Ask CRM (client relationship management) administrators about who owns the data populating their CRM systems, and you will likely get one of two emphatic answers: "my company" or "me." Companies dedicate significant amounts of manpower, dollars, and research collecting and maintaining the data that is the lifeblood of their business, and they are naturally protective of it. But who really "owns" it? And how have the ways we approach, access, and interact with this information affected our perspectives on data ownership?

Data ownership implies both possession and responsibility, and recently, we've seen how a shift in our Web-based practices has altered the way we perceive and interact with information. Professionals, students, and consumers alike readily rely on Web-based searches to find the information they need. They actively contribute to or develop content online. They engage in social networking to share information. Possession and responsibility are now intrinsically linked to group collaboration and stewardship.

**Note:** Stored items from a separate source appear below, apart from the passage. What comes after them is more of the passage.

//! Static field descriptors for shapeable resources

use serde_json::Value;

use crate::error::{Error, Result};

/// Reads one public field of a resource as a JSON value
pub type FieldAccessor<T> = fn(&T) -> Value;

/// Public name and accessor of one resource field
pub struct FieldDescriptor<T: 'static> {
    name: &'static str,
    accessor: FieldAccessor<T>,
}

impl<T: 'static> FieldDescriptor<T> {
    /// Describe a field by its public (serialized) name
    pub const fn new(name: &'static str, accessor: FieldAccessor<T>) -> Self {
        Self { name, accessor }
    }

    /// Public field name
    #[must_use]
    pub const fn name(&self) -> &'static str {
        self.name
    }

    /// Read the field from a resource
    #[must_use]
    pub fn read(&self, resource: &T) -> Value {
        (self.accessor)(resource)
    }
}

impl<T: 'static> std::fmt::Debug for FieldDescriptor<T> {
    fn fmt(&self, f: &mut std::fmt::Formatter<'_>) -> std::fmt::Result {
        f.debug_struct("FieldDescriptor")
            .field("name", &self.name)
            .finish_non_exhaustive()
    }
}

/// Field table of a shapeable resource type
///
/// Field order is the order of the full (unshaped) projection. The identifier
/// field must be one of the declared fields.
pub struct ResourceSchema<T: 'static> {
    resource: &'static str,
    id_field: &'static str,
    fields: &'static [FieldDescriptor<T>],
}

impl<T: 'static> ResourceSchema<T> {
    /// Declare a schema
    pub const fn new(
        resource: &'static str,
        id_field: &'static str,
        fields: &'static [FieldDescriptor<T>],
    ) -> Self {
        Self {
            resource,
            id_field,
            fields,
        }
    }

    /// Resource name used in diagnostics
    #[must_use]
    pub const fn resource(&self) -> &'static str {
        self.resource
    }

    /// Name of the identifier field
    #[must_use]
    pub const fn id_field(&self) -> &'static str {
        self.id_field
    }

    /// All declared fields, in declaration order
    #[must_use]
    pub const fn fields(&self) -> &'static [FieldDescriptor<T>] {
        self.fields
    }

    /// Find a field by name, ignoring case
    #[must_use]
    pub fn field(&self, name: &str) -> Option<&'static FieldDescriptor<T>> {
        self.fields
            .iter()
            .find(|descriptor| descriptor.name.eq_ignore_ascii_case(name))
    }

    /// The identifier field descriptor
    ///
    /// # Errors
    ///
    /// Returns [`Error::UnknownField`] if the schema does not declare its own
    /// identifier field.
    pub fn id_descriptor(&self) -> Result<&'static FieldDescriptor<T>> {
        self.field(self.id_field).ok_or_else(|| Error::UnknownField {
            resource: self.resource,
            field: self.id_field.to_string(),
        })
    }
}

impl<T: 'static> std::fmt::Debug for ResourceSchema<T> {
    fn fmt(&self, f: &mut std::fmt::Formatter<'_>) -> std::fmt::Result {
        f.debug_struct("ResourceSchema")
            .field("resource", &self.resource)
            .field("id_field", &self.id_field)
            .field("fields", &self.fields)
            .finish()
    }
}

/// A resource type that can be shaped
pub trait Shape: Sized + 'static {
    /// The static field table for this type
    fn schema() -> &'static ResourceSchema<Self>;
}

/// Whether every entry of a comma-separated field list names a field of `T`
///
/// `None` or a blank list means "all fields" and is always valid. Entries are
/// trimmed and compared case-insensitively; an empty entry is invalid.
#[must_use]
pub fn type_has_properties<T: Shape>(fields: Option<&str>) -> bool {
    let Some(fields) = fields.filter(|f| !f.trim().is_empty()) else {
        return true;
    };

    let schema = T::schema();
    fields
        .split(',')
        .all(|field| schema.field(field.trim()).is_some())
}

/// Reject a field list that [`type_has_properties`] does not accept
///
/// # Errors
///
/// Returns [`Error::InvalidFieldSelection`] naming the rejected list.
pub fn validate_fields<T: Shape>(fields: Option<&str>) -> Result<()> {
    if type_has_properties::<T>(fields) {
        Ok(())
    } else {
        let fields = fields.unwrap_or_default();
        tracing::debug!(resource = T::schema().resource(), fields, "Rejected field selection");
        Err(Error::InvalidFieldSelection(fields.to_string()))
    }
}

Accordingly, it is interesting to explore how the democratization and transparency of data, as influenced by Web-based practices, have altered notions of data ownership. In business-to-business environments, the basic building blocks of CRM data are straightforward: contact data and company data. Despite the intention of many CRM administrators, there never was, could be, or will be "ownership" of this basic data. It is nonproprietary information. And as we shift to the Web to find and share contact information, we are seeing data becoming increasingly transparent. The result: The gap between the haves and the have-nots is closing, and the business landscape is transforming.

Much in the same way the Wall Street elite used to leverage the gap between their knowledge and that of a layman for immense (and often illegal) gain, a parallel can be made in the way companies and individuals used to hoard valuable contact information to gain a competitive edge. While regulatory standards forced Wall Street to bring transparency into its business practices, it is the Internet that levels the playing field by giving real-time information to those looking to find it.

Before the advent of Web 2.0, a salesperson could cold-call a prospect, have a reasonable chance of getting him or her on the phone, and, with finesse, likely close a sale. Just being the first to get to the prospect was a huge advantage, and in this world, the larger companies had a distinct advantage. They could hire more sales reps and buy more data; they were the elite of sales. …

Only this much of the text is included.